Sensitivity or True Positive rate is the likelihood that the medical test (T) will return a positive result (+) if a patient has the disease(D).

$$ P(T = + \mid D) = 0.99 $$ Specificity or True Negative Rate is the likelihood that the test will return a negative result if a patient does not have a disease.

$$ P(T = - \mid \neg D) = 0.9 $$

The complement of the True Negative Rate or Specificity is the False Positive rate.

$$ P(T = + \mid \neg D) = 1 - P(T = - \mid \neg D) = 1 - 0.9 = 0.1 $$ The True Positive Rate and False Positive Rates represent Sampling probabilities. Given a hypothesis or condition (e.g. the patient has a disease), it tells us how likely we are to observe a specific outcome (e.g. medical test is positive ).

The value we need to compute is $ P(\frac{D}{T = +}) $) . This is also known as the Positive Predictive Value. This is an Inferential Probability. Given an observation (medical test is positive), it tells how likely a hypothesis (patient has the disease) is.

This just requires a simple application of Bayes rule.

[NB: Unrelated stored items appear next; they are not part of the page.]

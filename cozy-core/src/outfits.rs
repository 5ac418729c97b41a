//! Outfit catalog, unlock registry, equipped outfit and the pending-unlock
//! mailbox.
//!
//! The catalog is static. Per-profile state (owned ids, equipped id, pending
//! unlock) lives in the store and is reached through [`Wardrobe`].

use serde::Serialize;

use crate::KeyValueStore;
use crate::constants::DEFAULT_OUTFIT_ID;
use crate::currency::FlowerLedger;
use crate::error::{CozyError, CozyResult};
use crate::events::{CozyEvent, EventBus};
use crate::storage::CozyRepository;

#[derive(Debug, Clone, Copy, PartialEq, Eq, Hash, Serialize)]
#[serde(rename_all = "lowercase")]
pub enum Rarity {
    Common,
    Rare,
    Epic,
    Legendary,
}

impl Rarity {
    #[must_use]
    pub const fn key(self) -> &'static str {
        match self {
            Self::Common => "common",
            Self::Rare => "rare",
            Self::Epic => "epic",
            Self::Legendary => "legendary",
        }
    }
}

#[derive(Debug, Clone, Copy, PartialEq, Eq, Serialize)]
#[serde(rename_all = "lowercase")]
pub enum Accessory {
    None,
    Hat,
    Glasses,
    Scarf,
    Crown,
    Headphones,
}

/// Presentation hints. Opaque to game logic.
#[derive(Debug, Clone, Copy, PartialEq, Eq, Serialize)]
#[serde(rename_all = "camelCase")]
pub struct OutfitVisuals {
    pub body_color: &'static str,
    pub accessory: Accessory,
    pub accessory_color: Option<&'static str>,
}

#[derive(Debug, Clone, Copy, PartialEq, Eq, Serialize)]
pub struct Outfit {
    pub id: &'static str,
    pub name: &'static str,
    pub rarity: Rarity,
    pub description: &'static str,
    /// Closet price in flowers. Negative means the outfit is reward-only.
    pub price: i32,
    pub visuals: OutfitVisuals,
}

impl Outfit {
    #[must_use]
    pub const fn is_purchasable(&self) -> bool {
        self.price >= 0
    }

    /// Price as a flower amount, `None` for reward-only outfits.
    #[must_use]
    pub fn flower_price(&self) -> Option<u64> {
        u64::try_from(self.price).ok()
    }
}

const fn visuals(body_color: &'static str, accessory: Accessory) -> OutfitVisuals {
    OutfitVisuals {
        body_color,
        accessory,
        accessory_color: None,
    }
}

/// The catalog. The first entry is the free default every profile owns.
pub static OUTFITS: [Outfit; 8] = [
    Outfit {
        id: DEFAULT_OUTFIT_ID,
        name: "Classic Pudding",
        rarity: Rarity::Common,
        description: "Just your regular comfortable self.",
        price: 0,
        visuals: visuals("from-amber-100 to-amber-200", Accessory::None),
    },
    Outfit {
        id: "cool_cat",
        name: "Cool Cat",
        rarity: Rarity::Common,
        description: "Stay chill.",
        price: 150,
        visuals: visuals("from-blue-100 to-blue-200", Accessory::Glasses),
    },
    Outfit {
        id: "winter_cozy",
        name: "Shy Pudding",
        rarity: Rarity::Rare,
        description: "Warm and snug.",
        price: 300,
        visuals: visuals("from-stone-100 to-stone-200", Accessory::Scarf),
    },
    Outfit {
        id: "party_pudding",
        name: "Party Pudding",
        rarity: Rarity::Epic,
        description: "Ready to celebrate!",
        price: -1,
        visuals: visuals("from-pink-100 to-pink-200", Accessory::Hat),
    },
    Outfit {
        id: "royal_highness",
        name: "Royal Highness",
        rarity: Rarity::Legendary,
        description: "Bow down to the cuteness.",
        price: -1,
        visuals: visuals("from-purple-100 to-purple-200", Accessory::Crown),
    },
    Outfit {
        id: "gamer_mode",
        name: "Gamer Mode",
        rarity: Rarity::Rare,
        description: "Focus +100",
        price: 400,
        visuals: visuals("from-green-100 to-green-200", Accessory::Headphones),
    },
    Outfit {
        id: "dark_mode",
        name: "Midnight",
        rarity: Rarity::Epic,
        description: "Embrace the night.",
        price: -1,
        visuals: visuals("from-slate-700 to-slate-900", Accessory::None),
    },
    Outfit {
        id: "golden_god",
        name: "Midas Touch",
        rarity: Rarity::Legendary,
        description: "Pure gold.",
        price: -1,
        visuals: visuals("from-yellow-300 to-yellow-500", Accessory::Crown),
    },
];

#[must_use]
pub fn find_outfit(id: &str) -> Option<&'static Outfit> {
    OUTFITS.iter().find(|outfit| outfit.id == id)
}

#[must_use]
pub fn default_outfit() -> &'static Outfit {
    &OUTFITS[0]
}

fn known_outfit(id: &str) -> CozyResult<&'static Outfit> {
    find_outfit(id).ok_or_else(|| CozyError::UnknownOutfit(id.to_string()))
}

/// Per-profile outfit state: owned ids, equipped outfit, pending unlock and
/// closet purchases.
pub struct Wardrobe<'a, S: KeyValueStore> {
    repo: &'a CozyRepository<S>,
    events: &'a EventBus,
}

impl<'a, S: KeyValueStore> Wardrobe<'a, S> {
    pub const fn new(repo: &'a CozyRepository<S>, events: &'a EventBus) -> Self {
        Self { repo, events }
    }

    #[must_use]
    pub fn unlocked_ids(&self) -> Vec<String> {
        self.repo.unlocked_outfits()
    }

    #[must_use]
    pub fn is_unlocked(&self, id: &str) -> bool {
        self.unlocked_ids().iter().any(|owned| owned == id)
    }

    /// Add `id` to the owned set. Returns false if it was already owned.
    ///
    /// # Errors
    ///
    /// Returns [`CozyError::UnknownOutfit`] for ids outside the catalog, or a
    /// storage error if the list cannot be saved.
    pub fn unlock(&self, id: &str) -> CozyResult<bool> {
        let outfit = known_outfit(id)?;
        let mut owned = self.unlocked_ids();
        if owned.iter().any(|existing| existing == outfit.id) {
            return Ok(false);
        }
        owned.push(outfit.id.to_string());
        self.repo.set_unlocked_outfits(&owned)?;
        log::info!("unlocked outfit {}", outfit.id);
        Ok(true)
    }

    /// Wear an owned outfit.
    ///
    /// # Errors
    ///
    /// Returns [`CozyError::UnknownOutfit`] or [`CozyError::OutfitLocked`] when
    /// the id cannot be worn, or a storage error.
    pub fn equip(&self, id: &str) -> CozyResult<&'static Outfit> {
        let outfit = known_outfit(id)?;
        if !self.is_unlocked(outfit.id) {
            return Err(CozyError::OutfitLocked(outfit.id.to_string()));
        }
        self.repo.set_equipped_outfit_id(outfit.id)?;
        log::debug!("equipped outfit {}", outfit.id);
        self.events.emit(&CozyEvent::OutfitChanged {
            outfit_id: outfit.id.to_string(),
        });
        Ok(outfit)
    }

    /// The worn outfit; the default entry when nothing valid is stored.
    #[must_use]
    pub fn equipped(&self) -> &'static Outfit {
        self.repo
            .equipped_outfit_id()
            .and_then(|id| find_outfit(&id))
            .unwrap_or_else(default_outfit)
    }

    /// # Errors
    ///
    /// Returns [`CozyError::UnknownOutfit`] or a storage error.
    pub fn set_pending_unlock(&self, id: &str) -> CozyResult<()> {
        let outfit = known_outfit(id)?;
        self.repo.set_pending_unlock_id(outfit.id)
    }

    #[must_use]
    pub fn pending_unlock(&self) -> Option<&'static Outfit> {
        self.repo
            .pending_unlock_id()
            .and_then(|id| find_outfit(&id))
    }

    /// # Errors
    ///
    /// Returns a storage error if the slot cannot be cleared.
    pub fn clear_pending_unlock(&self) -> CozyResult<()> {
        self.repo.clear_pending_unlock()
    }

    /// Read and clear the pending-unlock slot. An id that no longer names a
    /// catalog entry is discarded.
    ///
    /// # Errors
    ///
    /// Returns a storage error if the slot cannot be cleared.
    pub fn take_pending_unlock(&self) -> CozyResult<Option<&'static Outfit>> {
        let Some(id) = self.repo.pending_unlock_id() else {
            return Ok(None);
        };
        self.clear_pending_unlock()?;
        let outfit = find_outfit(&id);
        if outfit.is_none() {
            log::warn!("discarding pending unlock for unknown outfit {id}");
        }
        Ok(outfit)
    }

    /// Buy a closet outfit with flowers.
    ///
    /// # Errors
    ///
    /// Returns [`CozyError::UnknownOutfit`], [`CozyError::AlreadyOwned`],
    /// [`CozyError::NotPurchasable`] or [`CozyError::InsufficientFlowers`];
    /// none of these change the balance or the owned set. A storage error
    /// while paying rolls the unlock back.
    pub fn purchase(&self, id: &str) -> CozyResult<&'static Outfit> {
        let outfit = known_outfit(id)?;
        if self.is_unlocked(outfit.id) {
            return Err(CozyError::AlreadyOwned(outfit.id.to_string()));
        }
        let Some(price) = outfit.flower_price() else {
            return Err(CozyError::NotPurchasable(outfit.id.to_string()));
        };
        let ledger = FlowerLedger::new(self.repo, self.events);
        let balance = ledger.balance();
        if balance < price {
            return Err(CozyError::InsufficientFlowers {
                needed: price,
                balance,
            });
        }

        // Unlock before paying so a failed write never costs flowers.
        let owned = self.unlocked_ids();
        self.unlock(outfit.id)?;
        match ledger.debit(price) {
            Ok(true) => {}
            Ok(false) => {
                self.restore_unlocked(&owned);
                return Err(CozyError::InsufficientFlowers {
                    needed: price,
                    balance: ledger.balance(),
                });
            }
            Err(err) => {
                self.restore_unlocked(&owned);
                return Err(err);
            }
        }
        log::info!("purchased outfit {} for {price} flowers", outfit.id);
        Ok(outfit)
    }

    fn restore_unlocked(&self, owned: &[String]) {
        if let Err(err) = self.repo.set_unlocked_outfits(owned) {
            log::warn!("could not roll back owned outfits: {err}");
        }
    }
}
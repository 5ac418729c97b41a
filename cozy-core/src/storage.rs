//! Typed access to the persisted key-value layout.
//!
//! [`CozyRepository`] is the only code that knows key strings and value
//! encodings. Reads never fail: a store error is logged and treated as an
//! absent value, and every absent or unparsable value falls back to its
//! documented default. Writes surface store failures as
//! [`CozyError::Storage`].

use std::cell::RefCell;
use std::collections::BTreeMap;
use std::convert::Infallible;
use std::rc::Rc;

use crate::KeyValueStore;
use crate::constants::{
    ALL_KEYS, DEFAULT_OUTFIT_ID, FALLBACK_DURATION_MS, KEY_FLOWERS, KEY_MISSION_DURATION,
    KEY_MISSION_START, KEY_MISSION_STATUS, KEY_OUTFIT_EQUIPPED, KEY_OUTFITS_UNLOCKED,
    KEY_PENDING_UNLOCK, KEY_STRATEGY,
};
use crate::error::{CozyError, CozyResult};
use crate::mission::MissionStatus;

/// In-memory store. Clones share the same map, so a test can keep a handle
/// and inspect what the engine wrote.
#[derive(Debug, Clone, Default)]
pub struct MemoryStore {
    entries: Rc<RefCell<BTreeMap<String, String>>>,
}

impl MemoryStore {
    #[must_use]
    pub fn new() -> Self {
        Self::default()
    }

    #[must_use]
    pub fn len(&self) -> usize {
        self.entries.borrow().len()
    }

    #[must_use]
    pub fn is_empty(&self) -> bool {
        self.entries.borrow().is_empty()
    }
}

impl KeyValueStore for MemoryStore {
    type Error = Infallible;

    fn get_item(&self, key: &str) -> Result<Option<String>, Self::Error> {
        Ok(self.entries.borrow().get(key).cloned())
    }

    fn set_item(&self, key: &str, value: &str) -> Result<(), Self::Error> {
        self.entries
            .borrow_mut()
            .insert(key.to_string(), value.to_string());
        Ok(())
    }

    fn remove_item(&self, key: &str) -> Result<(), Self::Error> {
        self.entries.borrow_mut().remove(key);
        Ok(())
    }

    fn clear(&self) -> Result<(), Self::Error> {
        self.entries.borrow_mut().clear();
        Ok(())
    }
}

#[derive(Debug)]
pub struct CozyRepository<S: KeyValueStore> {
    store: S,
}

impl<S: KeyValueStore> CozyRepository<S> {
    pub const fn new(store: S) -> Self {
        Self { store }
    }

    pub const fn store(&self) -> &S {
        &self.store
    }

    pub fn into_store(self) -> S {
        self.store
    }

    fn read(&self, key: &str) -> Option<String> {
        match self.store.get_item(key) {
            Ok(value) => value.filter(|v| !v.is_empty()),
            Err(err) => {
                log::warn!("reading {key} failed, using default: {err}");
                None
            }
        }
    }

    fn write(&self, key: &str, value: &str) -> CozyResult<()> {
        self.store
            .set_item(key, value)
            .map_err(|err| CozyError::storage(&err))
    }

    fn remove(&self, key: &str) -> CozyResult<()> {
        self.store
            .remove_item(key)
            .map_err(|err| CozyError::storage(&err))
    }

    // Flowers --------------------------------------------------------------

    #[must_use]
    pub fn flowers(&self) -> u64 {
        self.read(KEY_FLOWERS)
            .and_then(|raw| raw.trim().parse().ok())
            .unwrap_or(0)
    }

    /// # Errors
    ///
    /// Returns [`CozyError::Storage`] if the store rejects the write.
    pub fn set_flowers(&self, balance: u64) -> CozyResult<()> {
        self.write(KEY_FLOWERS, &balance.to_string())
    }

    // Mission --------------------------------------------------------------

    /// Raw persisted status. Does not check the start-time invariant; see
    /// [`crate::MissionTimer::status`].
    #[must_use]
    pub fn mission_status(&self) -> MissionStatus {
        self.read(KEY_MISSION_STATUS)
            .and_then(|raw| MissionStatus::from_key(raw.trim()))
            .unwrap_or_default()
    }

    /// # Errors
    ///
    /// Returns [`CozyError::Storage`] if the store rejects the write.
    pub fn set_mission_status(&self, status: MissionStatus) -> CozyResult<()> {
        self.write(KEY_MISSION_STATUS, status.key())
    }

    #[must_use]
    pub fn mission_start_ms(&self) -> Option<i64> {
        self.read(KEY_MISSION_START)
            .and_then(|raw| raw.trim().parse().ok())
    }

    /// # Errors
    ///
    /// Returns [`CozyError::Storage`] if the store rejects the write.
    pub fn set_mission_start_ms(&self, start_ms: i64) -> CozyResult<()> {
        self.write(KEY_MISSION_START, &start_ms.to_string())
    }

    /// # Errors
    ///
    /// Returns [`CozyError::Storage`] if the store rejects the removal.
    pub fn clear_mission_start(&self) -> CozyResult<()> {
        self.remove(KEY_MISSION_START)
    }

    /// Persisted mission length, or [`FALLBACK_DURATION_MS`] when absent,
    /// unparsable or zero.
    #[must_use]
    pub fn mission_duration_ms(&self) -> u64 {
        self.read(KEY_MISSION_DURATION)
            .and_then(|raw| raw.trim().parse().ok())
            .filter(|ms| *ms > 0)
            .unwrap_or(FALLBACK_DURATION_MS)
    }

    /// # Errors
    ///
    /// Returns [`CozyError::Storage`] if the store rejects the write.
    pub fn set_mission_duration_ms(&self, duration_ms: u64) -> CozyResult<()> {
        self.write(KEY_MISSION_DURATION, &duration_ms.to_string())
    }

    // Outfits --------------------------------------------------------------

    /// Owned outfit ids in unlock order. Always contains the default id.
    #[must_use]
    pub fn unlocked_outfits(&self) -> Vec<String> {
        let mut ids: Vec<String> = self
            .read(KEY_OUTFITS_UNLOCKED)
            .and_then(|raw| match serde_json::from_str::<Vec<String>>(&raw) {
                Ok(ids) => Some(ids),
                Err(err) => {
                    log::warn!("unlocked outfit list is corrupted, resetting view: {err}");
                    None
                }
            })
            .unwrap_or_default();
        if !ids.iter().any(|id| id == DEFAULT_OUTFIT_ID) {
            ids.insert(0, DEFAULT_OUTFIT_ID.to_string());
        }
        ids
    }

    /// # Errors
    ///
    /// Returns [`CozyError::Storage`] if the list cannot be encoded or the
    /// store rejects the write.
    pub fn set_unlocked_outfits(&self, ids: &[String]) -> CozyResult<()> {
        let json = serde_json::to_string(ids).map_err(|err| CozyError::storage(&err))?;
        self.write(KEY_OUTFITS_UNLOCKED, &json)
    }

    #[must_use]
    pub fn equipped_outfit_id(&self) -> Option<String> {
        self.read(KEY_OUTFIT_EQUIPPED)
    }

    /// # Errors
    ///
    /// Returns [`CozyError::Storage`] if the store rejects the write.
    pub fn set_equipped_outfit_id(&self, id: &str) -> CozyResult<()> {
        self.write(KEY_OUTFIT_EQUIPPED, id)
    }

    #[must_use]
    pub fn pending_unlock_id(&self) -> Option<String> {
        self.read(KEY_PENDING_UNLOCK)
    }

    /// # Errors
    ///
    /// Returns [`CozyError::Storage`] if the store rejects the write.
    pub fn set_pending_unlock_id(&self, id: &str) -> CozyResult<()> {
        self.write(KEY_PENDING_UNLOCK, id)
    }

    /// # Errors
    ///
    /// Returns [`CozyError::Storage`] if the store rejects the removal.
    pub fn clear_pending_unlock(&self) -> CozyResult<()> {
        self.remove(KEY_PENDING_UNLOCK)
    }

    // Strategy -------------------------------------------------------------

    #[must_use]
    pub fn strategy_id(&self) -> Option<String> {
        self.read(KEY_STRATEGY)
    }

    /// # Errors
    ///
    /// Returns [`CozyError::Storage`] if the store rejects the write.
    pub fn set_strategy_id(&self, id: &str) -> CozyResult<()> {
        self.write(KEY_STRATEGY, id)
    }

    // Profile --------------------------------------------------------------

    /// Wipe the whole profile. Falls back to removing the known keys one by
    /// one when the store cannot clear itself.
    ///
    /// # Errors
    ///
    /// Returns [`CozyError::Storage`] if neither clearing strategy succeeds.
    pub fn clear_all(&self) -> CozyResult<()> {
        if let Err(err) = self.store.clear() {
            log::warn!("store clear failed, removing keys individually: {err}");
            for key in ALL_KEYS {
                self.remove(key)?;
            }
        }
        Ok(())
    }
}

#[cfg(test)]
mod tests {
    use super::*;

    fn repo() -> (MemoryStore, CozyRepository<MemoryStore>) {
        let store = MemoryStore::new();
        (store.clone(), CozyRepository::new(store))
    }

    #[test]
    fn empty_store_yields_documented_defaults() {
        let (_, repo) = repo();
        assert_eq!(repo.flowers(), 0);
        assert_eq!(repo.mission_status(), MissionStatus::Idle);
        assert_eq!(repo.mission_start_ms(), None);
        assert_eq!(repo.mission_duration_ms(), FALLBACK_DURATION_MS);
        assert_eq!(repo.unlocked_outfits(), vec![DEFAULT_OUTFIT_ID.to_string()]);
        assert_eq!(repo.equipped_outfit_id(), None);
        assert_eq!(repo.pending_unlock_id(), None);
        assert_eq!(repo.strategy_id(), None);
    }

    #[test]
    fn corrupted_values_fall_back() {
        let (store, repo) = repo();
        store.set_item(KEY_FLOWERS, "lots").unwrap();
        store.set_item(KEY_MISSION_STATUS, "sleeping").unwrap();
        store.set_item(KEY_MISSION_START, "yesterday").unwrap();
        store.set_item(KEY_MISSION_DURATION, "-5").unwrap();
        store.set_item(KEY_OUTFITS_UNLOCKED, "[\"default\",").unwrap();
        assert_eq!(repo.flowers(), 0);
        assert_eq!(repo.mission_status(), MissionStatus::Idle);
        assert_eq!(repo.mission_start_ms(), None);
        assert_eq!(repo.mission_duration_ms(), FALLBACK_DURATION_MS);
        assert_eq!(repo.unlocked_outfits(), vec![DEFAULT_OUTFIT_ID.to_string()]);
    }

    #[test]
    fn unlocked_list_always_reports_default() {
        let (store, repo) = repo();
        store
            .set_item(KEY_OUTFITS_UNLOCKED, r#"["dark_mode"]"#)
            .unwrap();
        assert_eq!(
            repo.unlocked_outfits(),
            vec!["default".to_string(), "dark_mode".to_string()]
        );
    }

    #[test]
    fn values_are_written_in_the_documented_encoding() {
        let (store, repo) = repo();
        repo.set_flowers(150).unwrap();
        repo.set_mission_status(MissionStatus::Waiting).unwrap();
        repo.set_mission_start_ms(1_700_000_000_000).unwrap();
        repo.set_mission_duration_ms(900_000).unwrap();
        repo.set_unlocked_outfits(&["default".into(), "cool_cat".into()])
            .unwrap();
        assert_eq!(store.get_item(KEY_FLOWERS).unwrap().as_deref(), Some("150"));
        assert_eq!(
            store.get_item(KEY_MISSION_STATUS).unwrap().as_deref(),
            Some("waiting")
        );
        assert_eq!(
            store.get_item(KEY_MISSION_START).unwrap().as_deref(),
            Some("1700000000000")
        );
        assert_eq!(
            store.get_item(KEY_MISSION_DURATION).unwrap().as_deref(),
            Some("900000")
        );
        assert_eq!(
            store.get_item(KEY_OUTFITS_UNLOCKED).unwrap().as_deref(),
            Some(r#"["default","cool_cat"]"#)
        );
    }

    #[test]
    fn clear_all_wipes_profile() {
        let (store, repo) = repo();
        repo.set_flowers(10).unwrap();
        repo.set_strategy_id("spicy").unwrap();
        repo.clear_all().unwrap();
        assert!(store.is_empty());
    }

    #[derive(Debug, thiserror::Error)]
    #[error("quota exceeded")]
    struct QuotaError;

    struct FailingStore;

    impl KeyValueStore for FailingStore {
        type Error = QuotaError;

        fn get_item(&self, _key: &str) -> Result<Option<String>, Self::Error> {
            Err(QuotaError)
        }

        fn set_item(&self, _key: &str, _value: &str) -> Result<(), Self::Error> {
            Err(QuotaError)
        }

        fn remove_item(&self, _key: &str) -> Result<(), Self::Error> {
            Err(QuotaError)
        }

        fn clear(&self) -> Result<(), Self::Error> {
            Err(QuotaError)
        }
    }

    #[test]
    fn store_failures_read_as_defaults_and_surface_on_write() {
        let repo = CozyRepository::new(FailingStore);
        assert_eq!(repo.flowers(), 0);
        assert_eq!(repo.unlocked_outfits(), vec![DEFAULT_OUTFIT_ID.to_string()]);
        assert_eq!(
            repo.set_flowers(5),
            Err(CozyError::Storage("quota exceeded".into()))
        );
        assert!(repo.clear_all().is_err());
    }
}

$$ P(D \mid T = +) = \frac {P(T = + \mid D) \times P(D)}{P(T = +)} $$

Note the denominator in the above expression simply evaluates the total probability of the test being positive which is give by.

$$ P(T = +) = P(T = + \mid D) \times P(D) + P(T = + \mid \neg D) \times P( \neg D) $$

This simply accounts for the probability that the test can be positive when the patient has the disease or is free of the disease.

Note also that $ P(T = + \mid \neg D) = 1 - P(T = - \mid \neg D) $. We already know the value of the latter term (True Negative Rate).

We already have most of the values we need to compute the required probability. Plugging them below, we get

$$ P(D \mid T = +) = \frac { 0.99 \times P(D)}{ 0.99 \times P(D) + ( 1- 0.9) \times P( \neg D)} $$

This leaves us with two terms we need to determine. $ P(D) $ is the prior probability you will assign to someone having a disease.

Now if this is an extremely rare disease or if you are looking at a patient who is very unlikely to have this disease based on medical history or other demographic and socio-economic factors, you would assign a low prior probability.

For example, the prior for Bob having Covid when he has been sheltering in place for the last 1 month is really low. Say $ P(D) = 0.01 $.

On the other hand, Alice has been travelling for the last month without wearing a mask, the prior for Alice would be quite high. Say $ P(D) = 0.25 $

With this information, we can calculate the posterior probability that a patient has the disease given a positive test.

This simple function implements the above formula.

posterior_prob <- function(prior,sensitivity,specificity){
  post <- (sensitivity * prior)/(sensitivity*prior + (1- specificity)*(1 - prior))
cat("Probability of Bob having Covid is:",round(posterior_prob(0.01,0.99,0.9),2))
## Probability of Bob having Covid is: 0.09
cat("Probability of Alice having Covid is:",round(posterior_prob(0.25,0.99,0.9),2))
## Probability of Alice having Covid is: 0.77

As you can see, even though the medical test has an ostensibly high accuracy,the likelihood that a patient testing positive has Covid is not nearly as high as one would expect.The priors also make a significant difference to the eventual diagnosis.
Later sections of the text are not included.